### EXERCISE
All the entries that follow are to be returned exactly.

***** INFORMATION PROVIDED

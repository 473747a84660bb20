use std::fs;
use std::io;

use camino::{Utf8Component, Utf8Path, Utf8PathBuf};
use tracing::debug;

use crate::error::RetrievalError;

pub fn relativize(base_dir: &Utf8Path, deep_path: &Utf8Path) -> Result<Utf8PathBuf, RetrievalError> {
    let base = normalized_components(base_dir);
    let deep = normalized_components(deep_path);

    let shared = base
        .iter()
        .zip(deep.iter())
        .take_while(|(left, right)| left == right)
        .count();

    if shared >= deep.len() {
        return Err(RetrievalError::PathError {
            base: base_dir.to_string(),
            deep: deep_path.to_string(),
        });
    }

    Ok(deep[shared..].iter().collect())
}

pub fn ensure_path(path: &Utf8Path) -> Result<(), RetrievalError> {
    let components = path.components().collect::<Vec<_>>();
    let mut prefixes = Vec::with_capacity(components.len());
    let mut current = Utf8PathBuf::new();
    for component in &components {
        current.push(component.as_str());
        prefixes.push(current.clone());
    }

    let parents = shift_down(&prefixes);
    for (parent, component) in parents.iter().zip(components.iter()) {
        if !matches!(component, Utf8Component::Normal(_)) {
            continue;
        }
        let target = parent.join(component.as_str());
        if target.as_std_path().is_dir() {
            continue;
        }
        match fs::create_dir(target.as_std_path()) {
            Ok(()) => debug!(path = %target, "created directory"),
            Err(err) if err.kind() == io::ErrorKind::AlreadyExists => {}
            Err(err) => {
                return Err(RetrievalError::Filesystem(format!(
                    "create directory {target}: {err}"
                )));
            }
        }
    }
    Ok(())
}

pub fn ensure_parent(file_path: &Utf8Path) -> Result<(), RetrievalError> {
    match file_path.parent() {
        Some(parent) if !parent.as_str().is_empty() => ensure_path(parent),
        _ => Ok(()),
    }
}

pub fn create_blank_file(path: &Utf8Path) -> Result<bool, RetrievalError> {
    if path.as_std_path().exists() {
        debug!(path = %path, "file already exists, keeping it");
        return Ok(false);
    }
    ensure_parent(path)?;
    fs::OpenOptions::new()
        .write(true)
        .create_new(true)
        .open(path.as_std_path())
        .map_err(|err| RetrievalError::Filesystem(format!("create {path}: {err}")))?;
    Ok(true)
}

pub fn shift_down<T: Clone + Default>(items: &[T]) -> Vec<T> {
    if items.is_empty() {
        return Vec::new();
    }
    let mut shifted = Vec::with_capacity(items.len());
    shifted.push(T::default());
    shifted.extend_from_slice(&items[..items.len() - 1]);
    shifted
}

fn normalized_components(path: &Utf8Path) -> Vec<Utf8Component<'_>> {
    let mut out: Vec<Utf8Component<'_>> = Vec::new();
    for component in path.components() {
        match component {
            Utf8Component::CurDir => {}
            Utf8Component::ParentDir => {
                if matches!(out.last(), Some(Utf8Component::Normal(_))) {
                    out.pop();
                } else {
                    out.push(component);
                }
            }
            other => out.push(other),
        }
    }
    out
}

**********

### SOLUTION FOR THIS TASK
repository 473747a84660bb20
use std::fs;
use std::io;

use camino::{Utf8Component, Utf8Path, Utf8PathBuf};
use tracing::debug;

use crate::error::RetrievalError;

pub fn relativize(base_dir: &Utf8Path, deep_path: &Utf8Path) -> Result<Utf8PathBuf, RetrievalError> {
    let base = normalized_components(base_dir);
    let deep = normalized_components(deep_path);

    let shared = base
        .iter()
        .zip(deep.iter())
        .take_while(|(left, right)| left == right)
        .count();

    if shared >= deep.len() {
        return Err(RetrievalError::PathError {
            base: base_dir.to_string(),
            deep: deep_path.to_string(),
        });
    }

    Ok(deep[shared..].iter().collect())
}

pub fn ensure_path(path: &Utf8Path) -> Result<(), RetrievalError> {
    let components = path.components().collect::<Vec<_>>();
    let mut prefixes = Vec::with_capacity(components.len());
    let mut current = Utf8PathBuf::new();
    for component in &components {
        current.push(component.as_str());
        prefixes.push(current.clone());
    }

    let parents = shift_down(&prefixes);
    for (parent, component) in parents.iter().zip(components.iter()) {
        if !matches!(component, Utf8Component::Normal(_)) {
            continue;
        }
        let target = parent.join(component.as_str());
        if target.as_std_path().is_dir() {
            continue;
        }
        match fs::create_dir(target.as_std_path()) {
            Ok(()) => debug!(path = %target, "created directory"),
            Err(err) if err.kind() == io::ErrorKind::AlreadyExists => {}
            Err(err) => {
                return Err(RetrievalError::Filesystem(format!(
                    "create directory {target}: {err}"
                )));
            }
        }
    }
    Ok(())
}

pub fn ensure_parent(file_path: &Utf8Path) -> Result<(), RetrievalError> {
    match file_path.parent() {
        Some(parent) if !parent.as_str().is_empty() => ensure_path(parent),
        _ => Ok(()),
    }
}

pub fn create_blank_file(path: &Utf8Path) -> Result<bool, RetrievalError> {
    if path.as_std_path().exists() {
        debug!(path = %path, "file already exists, keeping it");
        return Ok(false);
    }
    ensure_parent(path)?;
    fs::OpenOptions::new()
        .write(true)
        .create_new(true)
        .open(path.as_std_path())
        .map_err(|err| RetrievalError::Filesystem(format!("create {path}: {err}")))?;
    Ok(true)
}

pub fn shift_down<T: Clone + Default>(items: &[T]) -> Vec<T> {
    if items.is_empty() {
        return Vec::new();
    }
    let mut shifted = Vec::with_capacity(items.len());
    shifted.push(T::default());
    shifted.extend_from_slice(&items[..items.len() - 1]);
    shifted
}

fn normalized_components(path: &Utf8Path) -> Vec<Utf8Component<'_>> {
    let mut out: Vec<Utf8Component<'_>> = Vec::new();
    for component in path.components() {
        match component {
            Utf8Component::CurDir => {}
            Utf8Component::ParentDir => {
                if matches!(out.last(), Some(Utf8Component::Normal(_))) {
                    out.pop();
                } else {
                    out.push(component);
                }
            }
            other => out.push(other),
        }
    }
    out
}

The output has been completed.